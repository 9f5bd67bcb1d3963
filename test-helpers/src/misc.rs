//! Miscellaneous test helpers

use alloy_primitives::Address;
use rand::Rng;

/// Generate a random address
pub fn random_address(rng: &mut impl Rng) -> Address {
    Address::from(rng.gen::<[u8; 20]>())
}

/// Generate `n` random owner addresses
pub fn random_owners(n: usize, rng: &mut impl Rng) -> Vec<Address> {
    (0..n).map(|_| random_address(rng)).collect()
}
//! Core Safe proxy creation functionality: initializer encoding and
//! deterministic address prediction, defined agnostically of any chain client

#![deny(missing_docs)]
#![deny(clippy::missing_docs_in_private_items)]
#![no_std]

extern crate alloc;

pub mod address;
pub mod constants;
pub mod deriver;
pub mod errors;
pub mod initializer;
pub mod intent;
pub mod salt;
pub mod solidity;
pub mod template;
pub mod types;
//! Common helper functions used in unit and integration tests across the project crates

pub mod misc;
pub mod vectors;
//! The summary of a planned creation, printed before anything is submitted

use std::fmt::{self, Display, Formatter};

use alloy::primitives::{Address, Bytes, U256};
use creation_core::intent::DeploymentIntent;

/// The values of a planned creation, copied verbatim from its intent
#[derive(Debug, Clone, PartialEq, Eq)]
pub struct CreationReport {
    /// The address the Safe will be created at
    pub predicted_address: Address,
    /// The singleton the Safe delegates to
    pub singleton: Address,
    /// The encoded `setup` call
    pub setup_data: Bytes,
    /// The factory nonce
    pub nonce: U256,
    /// The factory the transaction is sent to
    pub factory: Address,
    /// The transaction calldata
    pub data: Bytes,
}

impl From<&DeploymentIntent> for CreationReport {
    fn from(intent: &DeploymentIntent) -> Self {
        Self {
            predicted_address: intent.predicted_address,
            singleton: intent.singleton.address,
            setup_data: intent.initializer.clone(),
            nonce: intent.nonce,
            factory: intent.factory.address,
            data: intent.creation_calldata.clone(),
        }
    }
}

impl Display for CreationReport {
    fn fmt(&self, f: &mut Formatter<'_>) -> fmt::Result {
        writeln!(f, "Deploy Safe to {}", self.predicted_address)?;
        writeln!(f, "Singleton: {}", self.singleton)?;
        writeln!(f, "Setup data: {}", self.setup_data)?;
        writeln!(f, "Nonce: {}", self.nonce)?;
        writeln!(f, "To (factory): {}", self.factory)?;
        write!(f, "Data: {}", self.data)
    }
}
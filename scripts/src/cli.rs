//! Definitions of CLI arguments and commands for the creation scripts

use std::path::{Path, PathBuf};

use clap::{Args, Parser, Subcommand};
use tracing::info;

use crate::{
    client::RpcClient,
    commands::create_safe,
    config::CreationConfig,
    constants::{DEFAULT_RPC_URL, DEFAULT_THRESHOLD, PRIVATE_KEY_ENV_VAR, RPC_URL_ENV_VAR},
    errors::ScriptError,
    resolver::ContractDeployments,
    utils::parse_signer,
};

/// Plan Safe proxies at a predicted address, and create them
#[derive(Parser)]
#[command(author, version, about, long_about = None)]
pub struct Cli {
    /// Private key of the deployer, also the default owner
    // TODO: Support hardware wallets instead of a raw key
    #[arg(short, long, env = PRIVATE_KEY_ENV_VAR)]
    pub priv_key: Option<String>,

    /// Network RPC URL
    #[arg(short, long, env = RPC_URL_ENV_VAR, default_value = DEFAULT_RPC_URL)]
    pub rpc_url: String,

    /// Path to a JSON file mapping contract names to addresses,
    /// overriding the canonical deployments
    #[arg(short, long)]
    pub deployments: Option<PathBuf>,

    /// The command to run
    #[command(subcommand)]
    pub command: Command,
}

/// The commands the scripts support
#[derive(Subcommand)]
pub enum Command {
    /// Create a Safe
    Create(CreateArgs),
}

impl Command {
    /// Run the command
    pub async fn run(
        self,
        priv_key: Option<&str>,
        rpc_url: &str,
        deployments_path: Option<&Path>,
    ) -> Result<(), ScriptError> {
        match self {
            Command::Create(args) => create(args, priv_key, rpc_url, deployments_path).await,
        }
    }
}

/// Create a Safe through the proxy factory.
///
/// The proxy is created with `createProxyWithNonce`, which deploys it with CREATE2,
/// so its address is known before the transaction is sent.
#[derive(Args, Debug, Clone, Default)]
pub struct CreateArgs {
    /// Use the version of the Safe singleton which emits more events, intended for L2 chains
    #[arg(long)]
    pub l2: bool,

    /// Only print the creation transaction, do not submit it.
    /// No network call is made in this mode
    #[arg(long)]
    pub build_only: bool,

    /// Comma separated list of owner addresses, defaults to the deployer's address
    #[arg(long, alias = "signers")]
    pub owners: Option<String>,

    /// Number of owner confirmations required for a transaction
    #[arg(long, default_value_t = DEFAULT_THRESHOLD)]
    pub threshold: u64,

    /// Fallback handler address, defaults to none
    #[arg(long)]
    pub fallback: Option<String>,

    /// Nonce used with the factory, defaults to the current time in milliseconds
    #[arg(long)]
    pub nonce: Option<String>,

    /// Overrides the singleton address
    #[arg(long)]
    pub singleton: Option<String>,

    /// Overrides the factory address
    #[arg(long)]
    pub factory: Option<String>,

    /// Hex encoded proxy creation code of the factory, skips looking it up
    #[arg(long)]
    pub creation_code: Option<String>,

    /// Target of a delegate call made by the Safe during setup
    #[arg(long)]
    pub setup_to: Option<String>,

    /// Hex encoded calldata of the setup delegate call
    #[arg(long)]
    pub setup_data: Option<String>,

    /// Token in which the setup payment is made, defaults to ETH
    #[arg(long)]
    pub payment_token: Option<String>,

    /// Amount paid on setup
    #[arg(long)]
    pub payment: Option<String>,

    /// Receiver of the setup payment, defaults to the transaction origin
    #[arg(long)]
    pub payment_receiver: Option<String>,

    /// JSON file recording planned creations, used to catch reused salts
    #[arg(long)]
    pub record: Option<PathBuf>,
}

/// Run the `create` command
async fn create(
    args: CreateArgs,
    priv_key: Option<&str>,
    rpc_url: &str,
    deployments_path: Option<&Path>,
) -> Result<(), ScriptError> {
    let signer = priv_key.map(parse_signer).transpose()?;
    let config = CreationConfig::from_args(&args, &signer)?;
    let deployments = ContractDeployments::load(deployments_path)?;

    if config.build_only {
        create_safe::<RpcClient>(&config, &deployments, None).await?;
        return Ok(());
    }

    let signer = signer.ok_or_else(|| {
        ScriptError::ClientInitialization("a private key is required to submit".to_string())
    })?;
    let client = RpcClient::new(rpc_url, signer)?;
    let outcome = create_safe(&config, &deployments, Some(&client)).await?;

    if let Some(submitted) = outcome.submitted {
        info!("creation transaction: {:#x}", submitted.tx_hash);
        println!("Safe created at {}", outcome.intent.predicted_address);
    }

    Ok(())
}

REQUIRED ACTION
From the first line to the last, write out the data exactly.

EXERCISE ANSWER
repository 9f5bd67bcb1d3963
filename test-helpers/src/misc.rs
//! Miscellaneous test helpers

use alloy_primitives::Address;
use rand::Rng;

/// Generate a random address
pub fn random_address(rng: &mut impl Rng) -> Address {
    Address::from(rng.gen::<[u8; 20]>())
}

/// Generate `n` random owner addresses
pub fn random_owners(n: usize, rng: &mut impl Rng) -> Vec<Address> {
    (0..n).map(|_| random_address(rng)).collect()
}
//! Core Safe proxy creation functionality: initializer encoding and
//! deterministic address prediction, defined agnostically of any chain client

#![deny(missing_docs)]
#![deny(clippy::missing_docs_in_private_items)]
#![no_std]

extern crate alloc;

pub mod address;
pub mod constants;
pub mod deriver;
pub mod errors;
pub mod initializer;
pub mod intent;
pub mod salt;
pub mod solidity;
pub mod template;
pub mod types;
//! Common helper functions used in unit and integration tests across the project crates

pub mod misc;
pub mod vectors;
//! The summary of a planned creation, printed before anything is submitted

use std::fmt::{self, Display, Formatter};

use alloy::primitives::{Address, Bytes, U256};
use creation_core::intent::DeploymentIntent;

/// The values of a planned creation, copied verbatim from its intent
#[derive(Debug, Clone, PartialEq, Eq)]
pub struct CreationReport {
    /// The address the Safe will be created at
    pub predicted_address: Address,
    /// The singleton the Safe delegates to
    pub singleton: Address,
    /// The encoded `setup` call
    pub setup_data: Bytes,
    /// The factory nonce
    pub nonce: U256,
    /// The factory the transaction is sent to
    pub factory: Address,
    /// The transaction calldata
    pub data: Bytes,
}

impl From<&DeploymentIntent> for CreationReport {
    fn from(intent: &DeploymentIntent) -> Self {
        Self {
            predicted_address: intent.predicted_address,
            singleton: intent.singleton.address,
            setup_data: intent.initializer.clone(),
            nonce: intent.nonce,
            factory: intent.factory.address,
            data: intent.creation_calldata.clone(),
        }
    }
}

impl Display for CreationReport {
    fn fmt(&self, f: &mut Formatter<'_>) -> fmt::Result {
        writeln!(f, "Deploy Safe to {}", self.predicted_address)?;
        writeln!(f, "Singleton: {}", self.singleton)?;
        writeln!(f, "Setup data: {}", self.setup_data)?;
        writeln!(f, "Nonce: {}", self.nonce)?;
        writeln!(f, "To (factory): {}", self.factory)?;
        write!(f, "Data: {}", self.data)
    }
}
filename scripts/src/cli.rs
//! Definitions of CLI arguments and commands for the creation scripts

use std::path::{Path, PathBuf};

use clap::{Args, Parser, Subcommand};
use tracing::info;

use crate::{
    client::RpcClient,
    commands::create_safe,
    config::CreationConfig,
    constants::{DEFAULT_RPC_URL, DEFAULT_THRESHOLD, PRIVATE_KEY_ENV_VAR, RPC_URL_ENV_VAR},
    errors::ScriptError,
    resolver::ContractDeployments,
    utils::parse_signer,
};

/// Plan Safe proxies at a predicted address, and create them
#[derive(Parser)]
#[command(author, version, about, long_about = None)]
pub struct Cli {
    /// Private key of the deployer, also the default owner
    // TODO: Support hardware wallets instead of a raw key
    #[arg(short, long, env = PRIVATE_KEY_ENV_VAR)]
    pub priv_key: Option<String>,

    /// Network RPC URL
    #[arg(short, long, env = RPC_URL_ENV_VAR, default_value = DEFAULT_RPC_URL)]
    pub rpc_url: String,

    /// Path to a JSON file mapping contract names to addresses,
    /// overriding the canonical deployments
    #[arg(short, long)]
    pub deployments: Option<PathBuf>,

    /// The command to run
    #[command(subcommand)]
    pub command: Command,
}

/// The commands the scripts support
#[derive(Subcommand)]
pub enum Command {
    /// Create a Safe
    Create(CreateArgs),
}

impl Command {
    /// Run the command
    pub async fn run(
        self,
        priv_key: Option<&str>,
        rpc_url: &str,
        deployments_path: Option<&Path>,
    ) -> Result<(), ScriptError> {
        match self {
            Command::Create(args) => create(args, priv_key, rpc_url, deployments_path).await,
        }
    }
}

/// Create a Safe through the proxy factory.
///
/// The proxy is created with `createProxyWithNonce`, which deploys it with CREATE2,
/// so its address is known before the transaction is sent.
#[derive(Args, Debug, Clone, Default)]
pub struct CreateArgs {
    /// Use the version of the Safe singleton which emits more events, intended for L2 chains
    #[arg(long)]
    pub l2: bool,

    /// Only print the creation transaction, do not submit it.
    /// No network call is made in this mode
    #[arg(long)]
    pub build_only: bool,

    /// Comma separated list of owner addresses, defaults to the deployer's address
    #[arg(long, alias = "signers")]
    pub owners: Option<String>,

    /// Number of owner confirmations required for a transaction
    #[arg(long, default_value_t = DEFAULT_THRESHOLD)]
    pub threshold: u64,

    /// Fallback handler address, defaults to none
    #[arg(long)]
    pub fallback: Option<String>,

    /// Nonce used with the factory, defaults to the current time in milliseconds
    #[arg(long)]
    pub nonce: Option<String>,

    /// Overrides the singleton address
    #[arg(long)]
    pub singleton: Option<String>,

    /// Overrides the factory address
    #[arg(long)]
    pub factory: Option<String>,

    /// Hex encoded proxy creation code of the factory, skips looking it up
    #[arg(long)]
    pub creation_code: Option<String>,

    /// Target of a delegate call made by the Safe during setup
    #[arg(long)]
    pub setup_to: Option<String>,

    /// Hex encoded calldata of the setup delegate call
    #[arg(long)]
    pub setup_data: Option<String>,

    /// Token in which the setup payment is made, defaults to ETH
    #[arg(long)]
    pub payment_token: Option<String>,

    /// Amount paid on setup
    #[arg(long)]
    pub payment: Option<String>,

    /// Receiver of the setup payment, defaults to the transaction origin
    #[arg(long)]
    pub payment_receiver: Option<String>,

    /// JSON file recording planned creations, used to catch reused salts
    #[arg(long)]
    pub record: Option<PathBuf>,
}

/// Run the `create` command
async fn create(
    args: CreateArgs,
    priv_key: Option<&str>,
    rpc_url: &str,
    deployments_path: Option<&Path>,
) -> Result<(), ScriptError> {
    let signer = priv_key.map(parse_signer).transpose()?;
    let config = CreationConfig::from_args(&args, &signer)?;
    let deployments = ContractDeployments::load(deployments_path)?;

    if config.build_only {
        create_safe::<RpcClient>(&config, &deployments, None).await?;
        return Ok(());
    }

    let signer = signer.ok_or_else(|| {
        ScriptError::ClientInitialization("a private key is required to submit".to_string())
    })?;
    let client = RpcClient::new(rpc_url, signer)?;
    let outcome = create_safe(&config, &deployments, Some(&client)).await?;

    if let Some(submitted) = outcome.submitted {
        info!("creation transaction: {:#x}", submitted.tx_hash);
        println!("Safe created at {}", outcome.intent.predicted_address);
    }

    Ok(())
}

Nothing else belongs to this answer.